RECORDS SHOWN START

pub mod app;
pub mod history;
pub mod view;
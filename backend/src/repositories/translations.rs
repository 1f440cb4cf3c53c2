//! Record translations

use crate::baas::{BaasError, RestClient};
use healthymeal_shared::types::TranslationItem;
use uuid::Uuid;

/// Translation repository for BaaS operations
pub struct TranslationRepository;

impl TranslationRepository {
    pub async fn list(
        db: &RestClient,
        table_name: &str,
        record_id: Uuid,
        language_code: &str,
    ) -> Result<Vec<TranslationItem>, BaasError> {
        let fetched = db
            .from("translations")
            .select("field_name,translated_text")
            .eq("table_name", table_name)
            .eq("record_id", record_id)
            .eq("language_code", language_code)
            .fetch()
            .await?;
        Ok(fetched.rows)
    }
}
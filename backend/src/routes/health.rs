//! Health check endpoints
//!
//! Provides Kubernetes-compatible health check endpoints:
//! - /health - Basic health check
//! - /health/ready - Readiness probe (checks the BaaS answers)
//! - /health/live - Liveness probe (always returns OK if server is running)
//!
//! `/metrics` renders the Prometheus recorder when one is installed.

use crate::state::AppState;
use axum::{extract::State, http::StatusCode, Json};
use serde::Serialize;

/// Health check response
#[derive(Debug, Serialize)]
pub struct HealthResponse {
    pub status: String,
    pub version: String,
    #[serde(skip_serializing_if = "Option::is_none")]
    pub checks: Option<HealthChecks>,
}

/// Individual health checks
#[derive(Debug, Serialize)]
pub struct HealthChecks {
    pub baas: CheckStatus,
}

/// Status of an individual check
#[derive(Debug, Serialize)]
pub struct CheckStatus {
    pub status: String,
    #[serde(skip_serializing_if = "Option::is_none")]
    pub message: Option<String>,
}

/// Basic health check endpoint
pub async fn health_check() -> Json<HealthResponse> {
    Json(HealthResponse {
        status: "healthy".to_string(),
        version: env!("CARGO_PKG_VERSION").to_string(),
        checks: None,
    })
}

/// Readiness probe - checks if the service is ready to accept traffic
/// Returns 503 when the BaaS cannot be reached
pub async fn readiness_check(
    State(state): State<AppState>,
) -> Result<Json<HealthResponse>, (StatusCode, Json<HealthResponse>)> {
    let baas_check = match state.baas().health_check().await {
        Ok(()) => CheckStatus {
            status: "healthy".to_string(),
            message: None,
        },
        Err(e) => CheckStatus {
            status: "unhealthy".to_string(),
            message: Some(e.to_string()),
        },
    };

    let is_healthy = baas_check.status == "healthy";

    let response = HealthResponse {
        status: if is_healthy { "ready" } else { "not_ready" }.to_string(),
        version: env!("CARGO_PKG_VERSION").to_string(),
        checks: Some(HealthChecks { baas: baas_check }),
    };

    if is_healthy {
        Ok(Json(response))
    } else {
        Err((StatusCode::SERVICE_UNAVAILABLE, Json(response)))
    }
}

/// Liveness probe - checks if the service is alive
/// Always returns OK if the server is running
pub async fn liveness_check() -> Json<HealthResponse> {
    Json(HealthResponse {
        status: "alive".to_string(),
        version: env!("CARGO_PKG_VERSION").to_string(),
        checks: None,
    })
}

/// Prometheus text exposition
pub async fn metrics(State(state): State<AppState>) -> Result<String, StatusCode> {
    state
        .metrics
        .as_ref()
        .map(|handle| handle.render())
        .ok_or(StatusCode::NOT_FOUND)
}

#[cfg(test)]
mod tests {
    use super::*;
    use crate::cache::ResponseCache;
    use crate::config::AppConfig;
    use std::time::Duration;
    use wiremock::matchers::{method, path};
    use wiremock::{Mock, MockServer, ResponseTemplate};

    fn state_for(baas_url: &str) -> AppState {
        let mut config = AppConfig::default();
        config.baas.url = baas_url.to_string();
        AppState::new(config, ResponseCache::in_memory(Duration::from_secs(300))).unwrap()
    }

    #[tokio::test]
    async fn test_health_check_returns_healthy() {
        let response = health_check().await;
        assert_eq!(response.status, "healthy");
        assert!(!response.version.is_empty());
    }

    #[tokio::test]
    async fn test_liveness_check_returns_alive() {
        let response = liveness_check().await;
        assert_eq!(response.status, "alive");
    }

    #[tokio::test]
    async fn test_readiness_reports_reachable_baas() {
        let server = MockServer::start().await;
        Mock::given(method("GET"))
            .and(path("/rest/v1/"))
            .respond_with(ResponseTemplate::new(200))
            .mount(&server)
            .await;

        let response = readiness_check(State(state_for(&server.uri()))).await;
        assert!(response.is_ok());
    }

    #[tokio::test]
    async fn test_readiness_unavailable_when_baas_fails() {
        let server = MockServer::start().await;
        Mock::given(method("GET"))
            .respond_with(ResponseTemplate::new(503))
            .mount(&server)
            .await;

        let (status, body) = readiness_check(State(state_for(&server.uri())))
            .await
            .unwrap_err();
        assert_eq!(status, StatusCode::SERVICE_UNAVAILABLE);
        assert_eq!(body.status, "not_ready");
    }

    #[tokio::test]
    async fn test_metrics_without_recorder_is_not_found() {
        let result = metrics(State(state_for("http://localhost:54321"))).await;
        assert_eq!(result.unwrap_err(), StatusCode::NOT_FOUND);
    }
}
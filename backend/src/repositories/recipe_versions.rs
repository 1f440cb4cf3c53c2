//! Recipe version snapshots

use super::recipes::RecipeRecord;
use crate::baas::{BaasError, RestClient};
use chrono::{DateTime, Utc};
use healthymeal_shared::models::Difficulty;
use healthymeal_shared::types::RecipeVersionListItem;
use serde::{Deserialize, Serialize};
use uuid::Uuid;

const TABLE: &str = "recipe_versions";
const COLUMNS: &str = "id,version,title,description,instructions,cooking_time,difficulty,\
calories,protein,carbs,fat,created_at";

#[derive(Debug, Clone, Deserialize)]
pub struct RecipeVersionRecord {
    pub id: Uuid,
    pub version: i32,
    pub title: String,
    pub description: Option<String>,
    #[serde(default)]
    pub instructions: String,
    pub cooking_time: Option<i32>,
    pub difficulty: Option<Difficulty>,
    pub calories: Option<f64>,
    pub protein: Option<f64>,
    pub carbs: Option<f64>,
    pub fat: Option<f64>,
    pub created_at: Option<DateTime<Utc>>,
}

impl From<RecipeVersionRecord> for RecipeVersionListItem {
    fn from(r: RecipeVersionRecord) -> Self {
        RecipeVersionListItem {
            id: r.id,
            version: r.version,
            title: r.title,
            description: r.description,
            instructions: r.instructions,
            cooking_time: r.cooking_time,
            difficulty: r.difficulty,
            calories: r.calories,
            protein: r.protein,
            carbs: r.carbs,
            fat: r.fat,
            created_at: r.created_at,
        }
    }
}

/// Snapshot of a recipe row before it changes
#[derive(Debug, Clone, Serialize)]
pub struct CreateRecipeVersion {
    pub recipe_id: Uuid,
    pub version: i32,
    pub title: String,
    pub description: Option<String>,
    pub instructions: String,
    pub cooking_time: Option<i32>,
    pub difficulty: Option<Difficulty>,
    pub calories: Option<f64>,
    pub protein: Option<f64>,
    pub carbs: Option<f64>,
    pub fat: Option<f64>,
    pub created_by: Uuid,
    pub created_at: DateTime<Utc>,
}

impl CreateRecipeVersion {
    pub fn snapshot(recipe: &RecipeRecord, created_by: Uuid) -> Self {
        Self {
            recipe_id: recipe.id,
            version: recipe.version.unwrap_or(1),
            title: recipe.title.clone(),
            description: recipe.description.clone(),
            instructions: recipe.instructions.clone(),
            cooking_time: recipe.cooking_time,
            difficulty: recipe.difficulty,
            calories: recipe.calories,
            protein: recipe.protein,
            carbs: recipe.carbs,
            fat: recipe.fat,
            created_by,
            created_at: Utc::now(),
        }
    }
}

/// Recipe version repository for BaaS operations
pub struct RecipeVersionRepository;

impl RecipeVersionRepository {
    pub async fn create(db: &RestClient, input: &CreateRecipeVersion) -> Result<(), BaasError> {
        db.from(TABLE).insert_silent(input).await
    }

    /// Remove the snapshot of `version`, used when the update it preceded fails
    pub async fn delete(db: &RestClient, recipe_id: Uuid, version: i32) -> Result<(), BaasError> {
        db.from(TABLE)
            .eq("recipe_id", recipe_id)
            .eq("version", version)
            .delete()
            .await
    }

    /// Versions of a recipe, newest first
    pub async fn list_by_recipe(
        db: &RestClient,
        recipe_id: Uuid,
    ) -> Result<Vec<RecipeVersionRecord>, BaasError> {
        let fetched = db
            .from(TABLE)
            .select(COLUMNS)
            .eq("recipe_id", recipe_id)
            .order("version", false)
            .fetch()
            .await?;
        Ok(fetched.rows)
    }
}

RECORDS SHOWN END

## EXERCISE INSTRUCTIONS
Every line that holds the string "AppConfig" must be copied from the records above.

## OUTPUT FOR THIS TASK
    use crate::config::AppConfig;
        let mut config = AppConfig::default();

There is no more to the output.